7-INCH DISPLAY AUDIO
Honda has been playing catch-up when it comes to in-car infotainment, but with its new Display Audio touch screen, that gap is now gone. The new system can be paired with an iPhone via Siri Eyes, deliver news, social media and apps connection with HondaLink, and access Pandora, SMS texting and HD digital traffic alerts (when equipped with Navigation).
Under the Hood
With no direct injection or turbocharging and only 143 horsepower the 2014 Honda Civic has one of the simplest powertrains of the newest compact sedans. It does, however, gain a new CVT automatic (replacing last year’s 5-speed unit) giving it exceptional fuel economy and plenty of power. The mileage-maxing HF trim features the same powertrain, but adds two highway miles per gallon with a lower ride height, aerodynamic body pieces and low-rolling-resistance tires. The Civic Si, in sedan and coupe form, delivers 205 horsepower through a 6-speed manual transmission.
143 horsepower @ 6,500 rpm
129 lb-ft of torque @ 4,300 rpm
EPA city/highway fuel economy: 28/36 mpg (manual), 30/39 mpg (automatic), 31/41 mpg (Civic HF with CVT automatic)
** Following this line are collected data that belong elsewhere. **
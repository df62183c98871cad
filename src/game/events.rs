//! Outbound events produced by the game core.
//!
//! The core never talks to a transport: each operation returns a list of
//! `Outbound` values and the caller delivers them.

use serde::{Serialize, Serializer};

use crate::game::board::Board;
use crate::game::error::{ErrorKind, GameError};
use crate::game::rules::Line;
use crate::game::types::{ClientId, SessionId, Slot, Symbol};

/// Winner of a round, serialized as the slot number or the string `"draw"`.
#[derive(Debug, Clone, Copy, PartialEq, Eq)]
pub enum RoundWinner {
    Slot(Slot),
    Draw,
}

impl Serialize for RoundWinner {
    fn serialize<S: Serializer>(&self, serializer: S) -> Result<S::Ok, S::Error> {
        match self {
            RoundWinner::Slot(slot) => serializer.serialize_u8(u8::from(*slot)),
            RoundWinner::Draw => serializer.serialize_str("draw"),
        }
    }
}

/// Server -> client event. Encoded as `{"event": ..., "data": {...}}`.
#[derive(Debug, Clone, PartialEq, Serialize)]
#[serde(tag = "event", content = "data", rename_all = "camelCase", rename_all_fields = "camelCase")]
pub enum ServerEvent {
    Queued {
        stake: u64,
        best_of: u32,
    },
    MatchFound {
        session_id: SessionId,
        you_slot: Slot,
        you_symbol: Symbol,
        opponent_name: String,
        opponent_symbol: Symbol,
        best_of: u32,
        pot: u64,
    },
    RoundState {
        board: Board,
        turn_slot: Slot,
        round_number: u32,
    },
    MoveApplied {
        index: usize,
        slot: Slot,
    },
    TurnChanged {
        turn_slot: Slot,
    },
    RoundOver {
        winner_slot: RoundWinner,
        round_wins: [u32; 2],
        wins_needed: u32,
        line: Option<Line>,
    },
    MatchOver {
        winner_slot: Slot,
        pot: u64,
    },
    OpponentDisconnected {},
    ErrorMsg {
        kind: ErrorKind,
        message: String,
    },
}

impl ServerEvent {
    pub fn error(err: &GameError) -> Self {
        ServerEvent::ErrorMsg { kind: err.kind(), message: err.to_string() }
    }
}

impl From<&GameError> for ServerEvent {
    fn from(err: &GameError) -> Self {
        ServerEvent::error(err)
    }
}

/// An event addressed to one client.
#[derive(Debug, Clone, PartialEq)]
pub struct Outbound {
    pub to: ClientId,
    pub event: ServerEvent,
}

impl Outbound {
    pub fn new(to: ClientId, event: ServerEvent) -> Self {
        Self { to, event }
    }
}
//! Matchmaking and authoritative session server for a two-player 3x3 grid game.

pub mod config;
pub mod game;
pub mod server;

#[cfg(test)]
mod tests;
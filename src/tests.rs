//! End-to-end scenarios over the pure core: queue pairing feeding a Session,
//! driven without actors or sockets.

#[cfg(test)]
mod tests {
    use rand::SeedableRng;
    use rand::rngs::StdRng;

    use crate::game::board::Board;
    use crate::game::error::GameError;
    use crate::game::events::{Outbound, RoundWinner, ServerEvent};
    use crate::game::session::Session;
    use crate::game::types::{Cell, ClientId, MatchConfig, Phase, Slot};
    use crate::server::matchmaking::queue::{Enqueued, MatchCriteria, MatchQueue};

    fn criteria(best_of: i64, stake: i64) -> MatchCriteria {
        MatchCriteria { config: MatchConfig::new(best_of, stake).unwrap(), symbol_preference: None }
    }

    /// Queues two fresh clients with the same criteria and starts their Session.
    fn paired_session(best_of: i64, stake: i64, seed: u64) -> (Session, [ClientId; 2], Vec<Outbound>) {
        let mut queue = MatchQueue::new(StdRng::seed_from_u64(seed));
        let (alice, bob) = (ClientId::new(), ClientId::new());
        assert!(matches!(queue.enqueue(alice, criteria(best_of, stake)), Ok(Enqueued::Waiting)));
        let Ok(Enqueued::Paired(pairing)) = queue.enqueue(bob, criteria(best_of, stake)) else {
            panic!("second client should pair");
        };
        assert!(queue.is_empty());
        let mut session = pairing.into_session(|c| if c == alice { "alice".into() } else { "bob".into() });
        let out = session.begin();
        (session, [alice, bob], out)
    }

    fn events_for(out: &[Outbound], to: ClientId) -> Vec<&ServerEvent> {
        out.iter().filter(|o| o.to == to).map(|o| &o.event).collect()
    }

    fn mover(session: &Session) -> ClientId {
        session.member(session.turn()).client
    }

    #[test]
    fn pairing_announces_complementary_seats_and_an_empty_board() {
        let (session, [alice, bob], out) = paired_session(1, 0, 11);

        let mut slots = Vec::new();
        let mut symbols = Vec::new();
        for client in [alice, bob] {
            let events = events_for(&out, client);
            assert_eq!(events.len(), 2);
            let ServerEvent::MatchFound { you_slot, you_symbol, opponent_symbol, session_id, pot, .. } = events[0]
            else {
                panic!("expected matchFound first, got {:?}", events[0]);
            };
            assert_eq!(*session_id, session.id());
            assert_eq!(*pot, 0);
            assert_ne!(you_symbol, opponent_symbol);
            slots.push(*you_slot);
            symbols.push(*you_symbol);

            let ServerEvent::RoundState { board, round_number, .. } = events[1] else {
                panic!("expected roundState second, got {:?}", events[1]);
            };
            assert_eq!(*round_number, 1);
            assert_eq!(*board, Board::new());
            assert!(board.cells().iter().all(|c| *c == Cell::Empty));
        }
        slots.sort_by_key(|s| s.index());
        assert_eq!(slots, vec![Slot::Zero, Slot::One]);
        assert_ne!(symbols[0], symbols[1]);
    }

    #[test]
    fn first_mover_takes_the_top_row_and_the_match() {
        let (mut session, _, _) = paired_session(1, 0, 12);
        let first = session.turn();

        let mut out = Vec::new();
        for index in [0, 3, 1, 4, 2] {
            out.extend(session.apply_move(mover(&session), index).unwrap());
        }

        let tail: Vec<_> = events_for(&out, session.member(Slot::Zero).client).into_iter().rev().take(2).collect();
        assert_eq!(tail[0], &ServerEvent::MatchOver { winner_slot: first, pot: 0 });
        match tail[1] {
            ServerEvent::RoundOver { winner_slot, line, .. } => {
                assert_eq!(*winner_slot, RoundWinner::Slot(first));
                assert_eq!(*line, Some([0, 1, 2]));
            }
            other => panic!("expected roundOver, got {other:?}"),
        }
        assert_eq!(session.phase(), Phase::MatchOver);
        assert_eq!(session.apply_move(mover(&session), 5), Err(GameError::UnknownSession));
    }

    #[test]
    fn full_board_without_line_is_a_draw_and_a_new_round() {
        let (mut session, [alice, _], _) = paired_session(3, 5, 13);

        let mut out = Vec::new();
        for index in [0, 1, 2, 4, 3, 5, 7, 6, 8] {
            out.extend(session.apply_move(mover(&session), index).unwrap());
        }

        let events = events_for(&out, alice);
        let draw_at = events
            .iter()
            .position(|e| matches!(e, ServerEvent::RoundOver { winner_slot: RoundWinner::Draw, .. }))
            .expect("round should end in a draw");
        match events.get(draw_at + 1) {
            Some(ServerEvent::RoundState { board, round_number, .. }) => {
                assert_eq!(*round_number, 2);
                assert_eq!(*board, Board::new());
            }
            other => panic!("expected a fresh roundState, got {other:?}"),
        }
        assert_eq!(draw_at + 2, events.len());
        assert_eq!(session.phase(), Phase::InRound);
        assert_eq!(session.round_wins(), [0, 0]);
        assert_eq!(session.draws(), 1);
    }

    #[test]
    fn disconnect_mid_round_notifies_the_other_member_once() {
        let (mut session, [alice, bob], _) = paired_session(3, 0, 14);
        session.apply_move(mover(&session), 4).unwrap();

        let out = session.member_disconnected(alice);
        assert_eq!(out.len(), 1);
        assert_eq!(out[0].to, bob);
        assert_eq!(out[0].event, ServerEvent::OpponentDisconnected {});
        assert_eq!(session.phase(), Phase::Abandoned);

        // Nothing more comes out of an abandoned Session.
        assert!(session.member_disconnected(alice).is_empty());
        assert!(session.member_disconnected(bob).is_empty());
        assert_eq!(session.apply_move(bob, 0), Err(GameError::UnknownSession));
    }
}
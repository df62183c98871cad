/// Matchmaking module: waiting queue and pairing by match configuration.

pub mod queue;
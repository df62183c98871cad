//! Matchmaking queue.
//!
//! Waiting clients are grouped into buckets keyed by `(stake, bestOf)`. Within
//! a bucket entries keep arrival order and a new request pairs with the
//! oldest compatible entry (first-fit). The queue owns the random source used
//! for symbol and slot assignment, so a fixed seed replays pairings exactly.
//!
//! The queue itself is not synchronized; it is owned by the `Dispatcher`
//! actor, whose mailbox serializes every enqueue, dequeue and pairing.

use std::collections::{HashMap, VecDeque};

use log::debug;
use rand::rngs::StdRng;
use rand::{Rng, SeedableRng};
use uuid::Builder;

use crate::game::error::GameError;
use crate::game::session::{Member, Session};
use crate::game::types::{ClientId, MatchConfig, SessionId, Slot, Symbol};

/// What a client asked for when joining the queue.
#[derive(Debug, Clone, Copy, PartialEq, Eq)]
pub struct MatchCriteria {
    pub config: MatchConfig,
    pub symbol_preference: Option<Symbol>,
}

#[derive(Debug, Clone)]
struct Waiting {
    client: ClientId,
    symbol_preference: Option<Symbol>,
}

/// Two clients matched by the queue, with symbols and slots already decided.
pub struct Pairing {
    pub session_id: SessionId,
    /// `(client, symbol)` indexed by slot.
    pub seats: [(ClientId, Symbol); 2],
    pub config: MatchConfig,
    rng: StdRng,
}

impl Pairing {
    pub fn clients(&self) -> [ClientId; 2] {
        [self.seats[0].0, self.seats[1].0]
    }

    /// Builds the Session, resolving display names through `name_of`.
    pub fn into_session(self, name_of: impl Fn(ClientId) -> String) -> Session {
        let members = self.seats.map(|(client, symbol)| Member { client, name: name_of(client), symbol });
        Session::new(self.session_id, members, self.config, self.rng)
    }
}

/// Result of an enqueue request.
pub enum Enqueued {
    /// No compatible partner; the client now waits in its bucket.
    Waiting,
    Paired(Pairing),
}

pub struct MatchQueue {
    buckets: HashMap<MatchConfig, VecDeque<Waiting>>,
    /// Bucket of every waiting client.
    waiting: HashMap<ClientId, MatchConfig>,
    rng: StdRng,
}

impl MatchQueue {
    pub fn new(rng: StdRng) -> Self {
        Self { buckets: HashMap::new(), waiting: HashMap::new(), rng }
    }

    /// Queue seeded from the operating system.
    pub fn from_os_rng() -> Self {
        Self::new(StdRng::from_os_rng())
    }

    pub fn len(&self) -> usize {
        self.waiting.len()
    }

    pub fn is_empty(&self) -> bool {
        self.waiting.is_empty()
    }

    pub fn contains(&self, client: ClientId) -> bool {
        self.waiting.contains_key(&client)
    }

    /// Pairs `client` with the oldest waiting entry of the same bucket, or
    /// queues it when there is none.
    pub fn enqueue(&mut self, client: ClientId, criteria: MatchCriteria) -> Result<Enqueued, GameError> {
        if self.contains(client) {
            return Err(GameError::AlreadyQueued);
        }

        let bucket = self.buckets.entry(criteria.config).or_default();
        let Some(position) = bucket.iter().position(|w| w.client != client) else {
            bucket.push_back(Waiting { client, symbol_preference: criteria.symbol_preference });
            self.waiting.insert(client, criteria.config);
            debug!("[Matchmaking] Client {} queued in bucket {:?}", client, criteria.config);
            return Ok(Enqueued::Waiting);
        };

        let Some(partner) = bucket.remove(position) else {
            return Ok(Enqueued::Waiting);
        };
        if bucket.is_empty() {
            self.buckets.remove(&criteria.config);
        }
        self.waiting.remove(&partner.client);

        let (partner_symbol, requester_symbol) =
            assign_symbols(partner.symbol_preference, criteria.symbol_preference, &mut self.rng);
        let partner_seat = (partner.client, partner_symbol);
        let requester_seat = (client, requester_symbol);
        let seats = match Slot::random(&mut self.rng) {
            Slot::Zero => [partner_seat, requester_seat],
            Slot::One => [requester_seat, partner_seat],
        };

        let session_id = Builder::from_random_bytes(self.rng.random()).into_uuid();
        let rng = StdRng::from_rng(&mut self.rng);
        debug!("[Matchmaking] Paired {} with {} into session {}", partner.client, client, session_id);
        Ok(Enqueued::Paired(Pairing { session_id, seats, config: criteria.config, rng }))
    }

    /// Removes a waiting client. Returns whether it was queued.
    pub fn dequeue(&mut self, client: ClientId) -> bool {
        let Some(config) = self.waiting.remove(&client) else {
            return false;
        };
        if let Some(bucket) = self.buckets.get_mut(&config) {
            bucket.retain(|w| w.client != client);
            if bucket.is_empty() {
                self.buckets.remove(&config);
            }
        }
        debug!("[Matchmaking] Client {} left the queue", client);
        true
    }
}

/// Decides `(first, second)` symbols from the two declared preferences.
///
/// A lone or non-conflicting preference is honored; otherwise a coin flip
/// decides who gets the contested (or random) symbol and the other takes the
/// complement.
pub fn assign_symbols<R: Rng + ?Sized>(
    first: Option<Symbol>,
    second: Option<Symbol>,
    rng: &mut R,
) -> (Symbol, Symbol) {
    match (first, second) {
        (Some(a), Some(b)) if a != b => (a, b),
        (Some(a), None) => (a, a.complement()),
        (None, Some(b)) => (b.complement(), b),
        (Some(contested), Some(_)) => {
            if rng.random_bool(0.5) {
                (contested, contested.complement())
            } else {
                (contested.complement(), contested)
            }
        }
        (None, None) => {
            let symbol = Symbol::random(rng);
            (symbol, symbol.complement())
        }
    }
}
205 horsepower @ 7,000 rpm
174 lb-ft of torque @ 4,400 rpm
EPA city/highway fuel economy: 22/31 mpg
1.5-liter inline-4 + electric motor
110 horsepower @ 5,500 rpm
127 lb-ft of torque @ 1,000-3,500 rpm
EPA city/highway fuel economy: 44/44 mpg
1.8-liter inline-4 CNG
110 horsepower @ 6,300 rpm
106 lb-ft of torque @ 4,200 rpm
EPA city/highway fuel economy: NA
After a spate of makeovers and upgrades last year, Honda continues to improve the Civic by making the coupe a bit sportier, and improving fuel economy with the addition of a new continuously variable transmission (CVT). Where the Civic’s dominance of the small-car field was once unquestioned, it now faces formidable competition from the likes of the Ford Focus, Hyundai Elantra, Chevrolet Cruze and Toyota Corolla. To compete, Honda gives the Civic a generous standard-equipment list, adept handling and outstanding fuel economy. The Civic continues to sell well and it remains our choice as one of the 10 Best Sedans Under $25,000 for 2014, which means its resale figures will continue to hold up nicely. The Civic lineup also offers a broad array of choices, from the fuel-efficient hybrid to a low-emissions, natural-gas model.